BEGIN

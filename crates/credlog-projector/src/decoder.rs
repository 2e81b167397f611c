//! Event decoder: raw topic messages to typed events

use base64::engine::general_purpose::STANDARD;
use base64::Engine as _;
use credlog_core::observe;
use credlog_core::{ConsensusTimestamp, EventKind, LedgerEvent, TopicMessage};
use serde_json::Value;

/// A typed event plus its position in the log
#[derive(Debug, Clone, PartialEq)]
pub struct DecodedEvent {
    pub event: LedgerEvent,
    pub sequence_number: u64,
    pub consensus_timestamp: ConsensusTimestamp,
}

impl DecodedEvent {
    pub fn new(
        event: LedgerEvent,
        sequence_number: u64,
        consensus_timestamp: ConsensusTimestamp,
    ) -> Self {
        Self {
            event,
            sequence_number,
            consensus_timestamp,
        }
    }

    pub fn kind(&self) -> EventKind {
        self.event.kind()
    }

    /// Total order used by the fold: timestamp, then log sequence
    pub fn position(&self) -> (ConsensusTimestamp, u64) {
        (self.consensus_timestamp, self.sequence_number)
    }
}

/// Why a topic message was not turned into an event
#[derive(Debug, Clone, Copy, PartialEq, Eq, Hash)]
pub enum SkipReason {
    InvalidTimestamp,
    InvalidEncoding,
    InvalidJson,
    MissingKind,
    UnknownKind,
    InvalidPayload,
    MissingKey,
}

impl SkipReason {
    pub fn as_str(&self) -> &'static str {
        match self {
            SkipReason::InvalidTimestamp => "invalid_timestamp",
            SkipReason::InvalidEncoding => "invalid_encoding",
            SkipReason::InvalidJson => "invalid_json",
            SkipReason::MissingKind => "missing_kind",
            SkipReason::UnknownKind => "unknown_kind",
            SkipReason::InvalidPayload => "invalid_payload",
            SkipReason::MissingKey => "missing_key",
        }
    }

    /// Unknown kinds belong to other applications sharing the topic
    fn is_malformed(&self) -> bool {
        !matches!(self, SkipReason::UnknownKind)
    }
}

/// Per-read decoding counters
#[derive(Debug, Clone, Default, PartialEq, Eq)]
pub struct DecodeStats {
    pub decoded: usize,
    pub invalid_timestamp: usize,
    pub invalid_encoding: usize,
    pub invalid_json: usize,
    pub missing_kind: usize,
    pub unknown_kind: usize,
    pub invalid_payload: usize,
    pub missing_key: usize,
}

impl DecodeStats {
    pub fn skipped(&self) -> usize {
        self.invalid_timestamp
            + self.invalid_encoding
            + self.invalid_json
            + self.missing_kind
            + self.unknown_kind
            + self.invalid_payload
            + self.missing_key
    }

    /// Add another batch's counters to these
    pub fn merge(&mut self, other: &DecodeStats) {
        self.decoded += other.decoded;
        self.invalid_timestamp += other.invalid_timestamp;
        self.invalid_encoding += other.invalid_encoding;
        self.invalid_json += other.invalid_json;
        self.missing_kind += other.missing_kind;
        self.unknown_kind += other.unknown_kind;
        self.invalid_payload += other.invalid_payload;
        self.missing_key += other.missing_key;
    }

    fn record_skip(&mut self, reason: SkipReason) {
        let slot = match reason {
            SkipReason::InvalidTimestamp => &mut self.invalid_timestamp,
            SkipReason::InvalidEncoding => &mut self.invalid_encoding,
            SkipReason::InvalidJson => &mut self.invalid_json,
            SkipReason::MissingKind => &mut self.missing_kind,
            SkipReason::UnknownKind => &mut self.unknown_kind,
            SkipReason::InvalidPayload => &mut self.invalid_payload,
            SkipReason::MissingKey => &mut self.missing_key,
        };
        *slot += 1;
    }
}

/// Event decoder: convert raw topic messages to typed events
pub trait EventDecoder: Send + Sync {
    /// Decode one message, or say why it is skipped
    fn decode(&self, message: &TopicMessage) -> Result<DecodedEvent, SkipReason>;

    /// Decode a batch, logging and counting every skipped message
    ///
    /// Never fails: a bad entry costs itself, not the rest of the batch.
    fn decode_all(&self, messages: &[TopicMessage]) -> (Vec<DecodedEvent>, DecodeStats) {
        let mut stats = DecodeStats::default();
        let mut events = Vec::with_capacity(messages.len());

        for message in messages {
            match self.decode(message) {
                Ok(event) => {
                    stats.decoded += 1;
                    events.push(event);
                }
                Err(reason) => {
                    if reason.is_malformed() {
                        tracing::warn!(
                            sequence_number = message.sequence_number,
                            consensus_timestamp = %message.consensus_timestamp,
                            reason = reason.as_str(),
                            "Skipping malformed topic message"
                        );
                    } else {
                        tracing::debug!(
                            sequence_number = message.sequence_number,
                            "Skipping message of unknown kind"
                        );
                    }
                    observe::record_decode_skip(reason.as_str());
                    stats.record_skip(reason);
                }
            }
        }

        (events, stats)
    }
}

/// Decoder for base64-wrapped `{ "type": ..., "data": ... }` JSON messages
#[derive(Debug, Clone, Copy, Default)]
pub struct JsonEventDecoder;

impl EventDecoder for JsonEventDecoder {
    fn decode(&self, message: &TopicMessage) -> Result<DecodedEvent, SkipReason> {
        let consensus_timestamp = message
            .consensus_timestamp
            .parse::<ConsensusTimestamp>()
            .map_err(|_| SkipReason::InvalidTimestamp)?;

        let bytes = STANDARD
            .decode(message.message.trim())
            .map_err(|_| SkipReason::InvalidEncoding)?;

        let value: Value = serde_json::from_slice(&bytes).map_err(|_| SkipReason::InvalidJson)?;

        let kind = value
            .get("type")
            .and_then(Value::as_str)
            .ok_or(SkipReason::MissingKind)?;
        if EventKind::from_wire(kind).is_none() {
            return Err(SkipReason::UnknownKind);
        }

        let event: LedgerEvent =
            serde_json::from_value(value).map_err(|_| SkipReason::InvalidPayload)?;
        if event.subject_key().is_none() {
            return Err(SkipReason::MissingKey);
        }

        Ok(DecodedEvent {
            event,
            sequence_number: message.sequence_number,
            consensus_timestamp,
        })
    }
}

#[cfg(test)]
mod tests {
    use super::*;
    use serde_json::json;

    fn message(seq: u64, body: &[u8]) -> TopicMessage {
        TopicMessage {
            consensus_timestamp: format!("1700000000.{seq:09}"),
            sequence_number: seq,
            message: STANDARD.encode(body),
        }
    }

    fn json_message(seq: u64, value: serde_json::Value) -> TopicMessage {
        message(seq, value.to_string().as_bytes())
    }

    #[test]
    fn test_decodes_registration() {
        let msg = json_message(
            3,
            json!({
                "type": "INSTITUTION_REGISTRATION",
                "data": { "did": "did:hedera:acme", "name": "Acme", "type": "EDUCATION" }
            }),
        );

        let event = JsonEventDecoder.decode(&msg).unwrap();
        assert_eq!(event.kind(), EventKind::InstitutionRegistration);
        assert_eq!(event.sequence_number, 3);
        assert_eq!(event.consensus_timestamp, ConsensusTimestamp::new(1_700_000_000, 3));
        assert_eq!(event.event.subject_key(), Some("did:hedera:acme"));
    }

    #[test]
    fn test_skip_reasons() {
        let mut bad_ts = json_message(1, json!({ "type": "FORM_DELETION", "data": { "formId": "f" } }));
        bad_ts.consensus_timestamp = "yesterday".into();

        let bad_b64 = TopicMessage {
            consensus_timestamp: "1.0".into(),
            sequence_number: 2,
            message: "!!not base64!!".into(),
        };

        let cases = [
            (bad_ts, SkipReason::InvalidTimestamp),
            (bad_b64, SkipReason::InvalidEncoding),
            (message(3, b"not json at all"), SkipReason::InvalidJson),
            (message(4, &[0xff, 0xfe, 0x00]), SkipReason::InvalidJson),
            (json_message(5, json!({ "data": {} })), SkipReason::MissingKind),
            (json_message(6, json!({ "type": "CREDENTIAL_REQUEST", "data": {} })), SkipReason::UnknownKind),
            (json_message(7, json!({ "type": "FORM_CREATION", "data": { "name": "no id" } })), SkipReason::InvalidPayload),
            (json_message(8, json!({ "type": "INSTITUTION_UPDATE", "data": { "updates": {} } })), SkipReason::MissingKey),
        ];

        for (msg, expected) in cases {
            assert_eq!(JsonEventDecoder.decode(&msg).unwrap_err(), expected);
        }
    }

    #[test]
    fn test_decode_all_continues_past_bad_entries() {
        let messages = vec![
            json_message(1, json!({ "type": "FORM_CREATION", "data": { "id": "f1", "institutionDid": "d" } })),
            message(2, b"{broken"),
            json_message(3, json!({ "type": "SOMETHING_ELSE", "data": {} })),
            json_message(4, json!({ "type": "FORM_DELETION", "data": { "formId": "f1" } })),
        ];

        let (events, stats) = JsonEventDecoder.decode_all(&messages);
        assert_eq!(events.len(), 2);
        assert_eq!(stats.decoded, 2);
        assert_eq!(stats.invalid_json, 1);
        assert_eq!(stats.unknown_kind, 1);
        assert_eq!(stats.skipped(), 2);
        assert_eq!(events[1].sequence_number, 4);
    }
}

END

• [WHAT IS EXPECTED] Every line in the entries above that has the word "batch" should be identified and copied.

• [REPLY]
    /// Add another batch's counters to these
    /// Decode a batch, logging and counting every skipped message
    /// Never fails: a bad entry costs itself, not the rest of the batch.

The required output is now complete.